Segment Start: Data for processing

//! Stop-word and lemmatization resources used by the text normalizer.

use std::{
    collections::{HashMap, HashSet},
    path::Path,
};

use tracing::info;

use crate::error::{PipelineError, PipelineResult};

const EMBEDDED_STOPWORDS: &str = include_str!("../../resources/stopwords_en.txt");
const EMBEDDED_LEMMAS: &str = include_str!("../../resources/lemmas_en.txt");

/// WordNet noun detachment rules, tried in order.
const NOUN_SUFFIX_RULES: &[(&str, &str)] = &[
    ("s", ""),
    ("ses", "s"),
    ("xes", "x"),
    ("zes", "z"),
    ("ches", "ch"),
    ("shes", "sh"),
    ("men", "man"),
    ("ies", "y"),
];

/// Fixed English stop-word set.
#[derive(Debug, Clone)]
pub struct StopWords {
    words: HashSet<String>,
}

impl StopWords {
    /// The bundled English list.
    pub fn english() -> Self {
        Self::parse(EMBEDDED_STOPWORDS)
    }

    /// Load a newline separated list from disk.
    pub fn from_path(path: &Path) -> PipelineResult<Self> {
        let raw = std::fs::read_to_string(path).map_err(|e| PipelineError::init(path, e))?;
        let words = Self::parse(&raw);
        if words.is_empty() {
            return Err(PipelineError::init(path, "stop-word list is empty"));
        }
        info!(path = %path.display(), count = words.len(), "loaded stop words");
        Ok(words)
    }

    fn parse(raw: &str) -> Self {
        let words = raw
            .lines()
            .map(str::trim)
            .filter(|line| !line.is_empty() && !line.starts_with('#'))
            .map(str::to_lowercase)
            .collect();
        Self { words }
    }

    pub fn contains(&self, word: &str) -> bool {
        self.words.contains(word)
    }

    pub fn len(&self) -> usize {
        self.words.len()
    }

    pub fn is_empty(&self) -> bool {
        self.words.is_empty()
    }
}

/// Dictionary lemmatizer over known base forms and irregular forms.
#[derive(Debug, Clone)]
pub struct Lemmatizer {
    lemmas: HashSet<String>,
    irregular: HashMap<String, String>,
}

impl Lemmatizer {
    /// The bundled English resource.
    pub fn english() -> Self {
        Self::parse(EMBEDDED_LEMMAS)
    }

    /// Load a lemma resource from disk.
    pub fn from_path(path: &Path) -> PipelineResult<Self> {
        let raw = std::fs::read_to_string(path).map_err(|e| PipelineError::init(path, e))?;
        let lemmatizer = Self::parse(&raw);
        if lemmatizer.lemmas.is_empty() {
            return Err(PipelineError::init(path, "lemma resource declares no base forms"));
        }
        info!(
            path = %path.display(),
            lemmas = lemmatizer.lemmas.len(),
            irregular = lemmatizer.irregular.len(),
            "loaded lemma resource"
        );
        Ok(lemmatizer)
    }

    fn parse(raw: &str) -> Self {
        let mut lemmas = HashSet::new();
        let mut irregular = HashMap::new();
        for line in raw.lines().map(str::trim) {
            if line.is_empty() || line.starts_with('#') {
                continue;
            }
            let mut parts = line.split_whitespace().map(str::to_lowercase);
            match (parts.next(), parts.next()) {
                (Some(form), Some(lemma)) => {
                    lemmas.insert(lemma.clone());
                    irregular.insert(form, lemma);
                }
                (Some(lemma), None) => {
                    lemmas.insert(lemma);
                }
                _ => {}
            }
        }
        Self { lemmas, irregular }
    }

    /// Forget base forms the normalizer would strip (stop words, punctuation)
    /// so a lemma never reintroduces a token an earlier step removes.
    pub(crate) fn exclude(mut self, stop_words: &StopWords) -> Self {
        let keep = |lemma: &str| {
            !stop_words.contains(lemma) && !lemma.chars().any(|c| c.is_ascii_punctuation())
        };
        self.lemmas.retain(|lemma| keep(lemma));
        self.irregular.retain(|_, lemma| keep(lemma));
        self
    }

    /// Reduce `word` to its base form; unknown words come back unchanged.
    pub fn lemmatize<'a>(&'a self, word: &'a str) -> &'a str {
        if self.lemmas.contains(word) {
            return word;
        }
        if let Some(lemma) = self.irregular.get(word) {
            return lemma;
        }
        for (suffix, replacement) in NOUN_SUFFIX_RULES {
            let Some(stem) = word.strip_suffix(suffix) else {
                continue;
            };
            if stem.is_empty() {
                continue;
            }
            let candidate = format!("{stem}{replacement}");
            if let Some(known) = self.lemmas.get(&candidate) {
                return known;
            }
        }
        word
    }
}

#[cfg(test)]
mod tests {
    use super::*;

    #[test]
    fn bundled_stop_words_match_english_list() {
        let stop = StopWords::english();
        assert_eq!(stop.len(), 179);
        assert!(stop.contains("i"));
        assert!(stop.contains("very"));
        assert!(!stop.contains("hello"));
    }

    #[test]
    fn suffix_rules_need_a_known_base_form() {
        let lemmatizer = Lemmatizer::english();
        assert_eq!(lemmatizer.lemmatize("feelings"), "feeling");
        assert_eq!(lemmatizer.lemmatize("bosses"), "boss");
        assert_eq!(lemmatizer.lemmatize("stories"), "story");
        assert_eq!(lemmatizer.lemmatize("watches"), "watch");
        assert_eq!(lemmatizer.lemmatize("hopeless"), "hopeless");
    }

    #[test]
    fn irregular_forms_resolve() {
        let lemmatizer = Lemmatizer::english();
        assert_eq!(lemmatizer.lemmatize("children"), "child");
        assert_eq!(lemmatizer.lemmatize("lives"), "life");
        assert_eq!(lemmatizer.lemmatize("child"), "child");
    }

    #[test]
    fn excluded_lemmas_are_dropped() {
        let stop = StopWords::parse("friend\n");
        let lemmatizer = Lemmatizer::english().exclude(&stop);
        assert_eq!(lemmatizer.lemmatize("friends"), "friends");
    }
}
use std::borrow::Cow;

use socketioxide_client_core::{AckId, PayloadValue};

pub use socketioxide_client_core::errors::{AttachmentError, SocketError};

/// Error type for ack operations.
#[derive(thiserror::Error, Debug)]
pub enum AckError {
    /// The ack response cannot be parsed
    #[error("cannot deserialize packet from ack response: {0:?}")]
    Decode(#[from] serde_json::Error),

    /// The ack response timed out
    #[error("ack timeout error")]
    Timeout,

    /// The namespace was left or the client was closed before the ack arrived
    #[error("ack cancelled")]
    Cancelled,
}

/// Error type for sending operations.
#[derive(thiserror::Error, Debug)]
pub enum SendError {
    /// An error occurred while serializing the data.
    #[error("Error serializing packet: {0:?}")]
    Serialize(#[from] serde_json::Error),

    /// Error handing the packet to the transport
    #[error("Error sending data through the transport: {0:?}")]
    Socket(#[from] SocketError),
}

/// Error type for the [`AckSender::send`](crate::ack::AckSender::send) method.
#[derive(thiserror::Error, Debug)]
pub enum AckSendError {
    /// This event was already acknowledged, possibly by another listener.
    #[error("ack already sent")]
    AlreadySent,

    /// The ack packet could not be sent
    #[error("{0}")]
    Send(#[from] SendError),
}

/// The payload of every `error` event.
///
/// Apart from [`DispatchError::ConnectError`], which is the server speaking,
/// every variant is a protocol anomaly detected while processing an inbound packet.
#[derive(thiserror::Error, Debug, Clone, PartialEq)]
pub enum DispatchError {
    /// The server sent an error packet, usually refusing a namespace connection
    #[error("error packet received: {0:?}")]
    ConnectError(PayloadValue),

    /// The packet type is not part of the protocol version this client speaks
    #[error("unknown packet type {0}")]
    UnknownPacketType(u8),

    /// An ack was received without a matching pending request
    #[error("no pending ack request {ack_id} on namespace {ns}")]
    UnexpectedAck {
        /// The namespace of the ack packet
        ns: Cow<'static, str>,
        /// The unmatched ack id
        ack_id: AckId,
    },

    /// An ack packet without ack id
    #[error("ack packet without ack id")]
    MissingAckId,

    /// The event payload is not an array starting with the event name
    #[error("invalid event name")]
    InvalidEventName,

    /// The binary attachments do not match the packet placeholders
    #[error("invalid attachments: {0}")]
    InvalidAttachments(#[from] AttachmentError),

    /// A processor panicked while handling the packet
    #[error("packet processor panicked: {0}")]
    ProcessorPanic(String),
}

Segment End: Data for processing

• [Instructions to follow]: The expected output is the exact run of lines from the start of the entries through the line with "list from disk.", inclusive.

• [Result below]:
//! Stop-word and lemmatization resources used by the text normalizer.

use std::{
    collections::{HashMap, HashSet},
    path::Path,
};

use tracing::info;

use crate::error::{PipelineError, PipelineResult};

const EMBEDDED_STOPWORDS: &str = include_str!("../../resources/stopwords_en.txt");
const EMBEDDED_LEMMAS: &str = include_str!("../../resources/lemmas_en.txt");

/// WordNet noun detachment rules, tried in order.
const NOUN_SUFFIX_RULES: &[(&str, &str)] = &[
    ("s", ""),
    ("ses", "s"),
    ("xes", "x"),
    ("zes", "z"),
    ("ches", "ch"),
    ("shes", "sh"),
    ("men", "man"),
    ("ies", "y"),
];

/// Fixed English stop-word set.
#[derive(Debug, Clone)]
pub struct StopWords {
    words: HashSet<String>,
}

impl StopWords {
    /// The bundled English list.
    pub fn english() -> Self {
        Self::parse(EMBEDDED_STOPWORDS)
    }

    /// Load a newline separated list from disk.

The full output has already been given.